Hello everyone, Tomorrow morning I have an interview with the local 11 board. I was wondering if anyone that is a member of local 11 can give me any advice on what to expect. thanks again.


----------



## HARRY304E (Sep 15, 2010)

Geo.C said:


> Hello everyone, Tomorrow morning I have an interview with the local 11 board. I was wondering if anyone that is a member of local 11 can give me any advice on what to expect. thanks again.


There are a lot of so. Cal guys here so they may help you. 

Welcome to the forum .:thumbup:


----------



## aDudeInPhx (Feb 20, 2012)

HARRY304E said:


> There are a lot of so. Cal guys here so they may help you.
> 
> Welcome to the forum .:thumbup:


Harry are you demanding Scott Walker go?!! :jester:


----------



## sparky5454 (Mar 26, 2011)

How did ur interview go I am an apprentice for ibew local 11 and it seems like there is a lot of apprentice calls right now especially with the solar in Lancaster right now is a good time to be getting in !


----------



## Gsrspeed (Jun 8, 2012)

Hi there im new here, had my interview at the local 11 yesterday and already got my score of 82% in the mail today. Does anyone know if this score is good enough to get me in this year?? Im excited and ready to start working, plus my unemployment just ran out so that sux. I was so nervous at the interview and i though my score was gonna be lower.. also my DUI didnt look good.


----------



## M.A.R (Jun 10, 2012)

Gsrspeed said:


> Hi there im new here, had my interview at the local 11 yesterday and already got my score of 82% in the mail today. Does anyone know if this score is good enough to get me in this year?? Im excited and ready to start working, plus my unemployment just ran out so that sux. I was so nervous at the interview and i though my score was gonna be lower.. also my DUI didnt look good.

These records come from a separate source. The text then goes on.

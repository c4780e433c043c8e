//! Actions representing side effects to be applied by the host.
//!
//! The event handler never touches the page. It returns a `Vec<Action>` and
//! the host (a browser shim or [`HeadlessHost`](crate::runtime::HeadlessHost))
//! applies them in order. Tweens that gate a state transition carry a
//! [`Ticket`]; the host reports their completion back as
//! [`Event::AnimationComplete`](crate::app::Event::AnimationComplete) once the
//! final values are applied.
//!
//! # Example
//!
//! ```rust
//! use showreel::app::actions::{Action, Property, Target, Tween};
//!
//! let actions = vec![Action::Animate(Tween {
//!     target: Target::PageContainer,
//!     to: vec![Property::TranslateY(-800.0)],
//!     duration_ms: 900,
//!     delay_ms: 0,
//!     easing: "power3.inOut".to_string(),
//!     ticket: None,
//! })];
//! ```

use crate::app::reveal::RevealKind;
use crate::ui::viewmodel::CarouselView;
use serde::{Deserialize, Serialize};

/// Which controller issued a ticket.
#[derive(Debug, Clone, Copy, PartialEq, Eq, Hash, PartialOrd, Ord, Serialize, Deserialize)]
#[serde(rename_all = "snake_case")]
pub enum Channel {
    Pager,
    Carousel,
}

/// Identifier of one in-flight tween whose completion must be reported back.
#[derive(Debug, Clone, Copy, PartialEq, Eq, Hash, PartialOrd, Ord, Serialize, Deserialize)]
pub struct Ticket {
    pub channel: Channel,
    pub seq: u64,
}

/// Handle of a scheduled autoplay timer.
#[derive(Debug, Clone, Copy, PartialEq, Eq, Hash, PartialOrd, Ord, Serialize, Deserialize)]
pub struct TimerId(pub u64);

/// One of the three simultaneously rendered carousel panels.
#[derive(Debug, Clone, Copy, PartialEq, Eq, Hash, Serialize, Deserialize)]
#[serde(rename_all = "snake_case")]
pub enum Slot {
    Prev,
    Current,
    Next,
}

impl Slot {
    pub const ALL: [Self; 3] = [Self::Prev, Self::Current, Self::Next];

    /// Position of the slot in [`Slot::ALL`].
    #[must_use]
    pub const fn position(self) -> usize {
        match self {
            Self::Prev => 0,
            Self::Current => 1,
            Self::Next => 2,
        }
    }
}

/// Element an action applies to.
#[derive(Debug, Clone, PartialEq, Eq, Hash, Serialize, Deserialize)]
#[serde(tag = "kind", rename_all = "snake_case")]
pub enum Target {
    /// The wrapper holding every section, moved vertically by the pager.
    PageContainer,
    /// One carousel panel.
    CarouselPanel { slot: Slot },
    /// The element wrapping all three panels.
    CarouselWrapper,
    /// The `ordinal`-th element named `element` inside a reveal section.
    RevealElement {
        reveal: RevealKind,
        element: String,
        ordinal: usize,
    },
}

/// Animatable style property and its value.
#[derive(Debug, Clone, Copy, PartialEq, Serialize, Deserialize)]
#[serde(tag = "property", content = "value", rename_all = "snake_case")]
pub enum Property {
    /// Vertical offset in pixels.
    TranslateY(f64),
    /// Horizontal offset in pixels.
    TranslateX(f64),
    /// Horizontal offset as a percentage of the element's own width.
    TranslateXPercent(f64),
    /// Opacity in `0.0..=1.0`.
    Opacity(f64),
}

/// Request to animate `target` to the values in `to`.
#[derive(Debug, Clone, PartialEq, Serialize, Deserialize)]
pub struct Tween {
    pub target: Target,
    pub to: Vec<Property>,
    pub duration_ms: u32,
    pub delay_ms: u32,
    /// Easing curve name understood by the host's tweening engine.
    pub easing: String,
    /// Completion ticket, if the issuing controller waits on this tween.
    pub ticket: Option<Ticket>,
}

/// Loading hints applied uniformly to every image on the page.
#[derive(Debug, Clone, Copy, PartialEq, Eq, Serialize, Deserialize)]
pub struct ImageHints {
    /// Defer loading off-screen images (`loading="lazy"`).
    pub lazy: bool,
    /// Decode off the main thread (`decoding="async"`).
    pub async_decode: bool,
}

/// Side effects to be applied by the host, in order.
#[derive(Debug, Clone, PartialEq, Serialize, Deserialize)]
#[serde(tag = "action", rename_all = "snake_case")]
pub enum Action {
    /// Starts a tween. If it carries a ticket, the host must post
    /// `AnimationComplete` exactly once after the final values are applied.
    Animate(Tween),

    /// Sets style properties immediately, without animation.
    SetStyle {
        target: Target,
        props: Vec<Property>,
    },

    /// Marks nav button `active` as the only active one of `count`.
    HighlightNav { active: usize, count: usize },

    /// Replaces panel images, overlay content and the title display.
    RenderCarousel(CarouselView),

    /// Best-effort decode-ahead of an image that is about to be shown.
    Prefetch { image_src: String },

    /// Applies loading hints to all images.
    ApplyImageHints(ImageHints),

    /// Schedules a recurring autoplay timer; each firing is reported as
    /// `AutoplayTick { timer }`.
    ScheduleAutoplay { timer: TimerId, interval_ms: u32 },

    /// Clears a previously scheduled autoplay timer.
    CancelAutoplay { timer: TimerId },

    /// Prevents the default action of the click being handled and stops its
    /// propagation.
    SuppressClick,
}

how did the interview go? what kind of question's did they ask?


----------



## Gsrspeed (Jun 8, 2012)

Well one of the guys said i did great...but then again I only got an 82. They asked what my hobies were, what i did for fun, how my friends would describe me, what my strengths and weaknesses were. How my driving record was. Oh and I switched the path i wanted from TSA to Inside wireman.


----------



## Geo.C (Apr 3, 2012)

sparky5454 
It went good I had my interview last Tuesday and got a phone call last Thursday if I would like to start the boot camp on the 18th this month. The interview was pretty basic to most job interviews, they asked why do you want to be an electrician and a few scenario questions. I'm very excited and truly cannot wait to start. I have been hearing a lot about heading to Lancaster when I finish boot camp.


----------



## Geo.C (Apr 3, 2012)

sparky5454 
It went good I had my interview last Tuesday and got a phone call last Thursday if I would like to start the boot camp on the 18th this month. The interview was pretty basic to most job interviews, they asked why do you want to be an electrician and a few scenario questions. I'm very excited and truly cannot wait to start. I have been hearing a lot about heading to Lancaster when I finish boot camp.


----------



## Potential11 (Nov 14, 2011)

Did you end up in Lancaster?


----------



## Geo.C (Apr 3, 2012)

Yea I've been there for almost 7 weeks. I'm working with Taft. Potential11 are you their?


----------



## Potential11 (Nov 14, 2011)

No I'm not in Lancaster. Congrats on getting in. WELCOME!


----------



## MEDEVAC247 (Sep 1, 2012)

Dude, idk how I did it but some how I got out of Lancaster. I'm a summer helper working for a contractor in the San Fernando Valley. I got a score of 87 on the interview so I'm hoping to get in soon!


----------



## SLATE (Jan 10, 2012)

I'm an L11 apprentice, I got in in March. Your interview score is only part of the factor that determines when you get called out. Most jobs go by zip code, as is the solar jobs in Lancaster. I interviewed an 84% in January and was able to get dispached before others with higher scores because Im in the SFV vs others in LA or Long Beach areas. 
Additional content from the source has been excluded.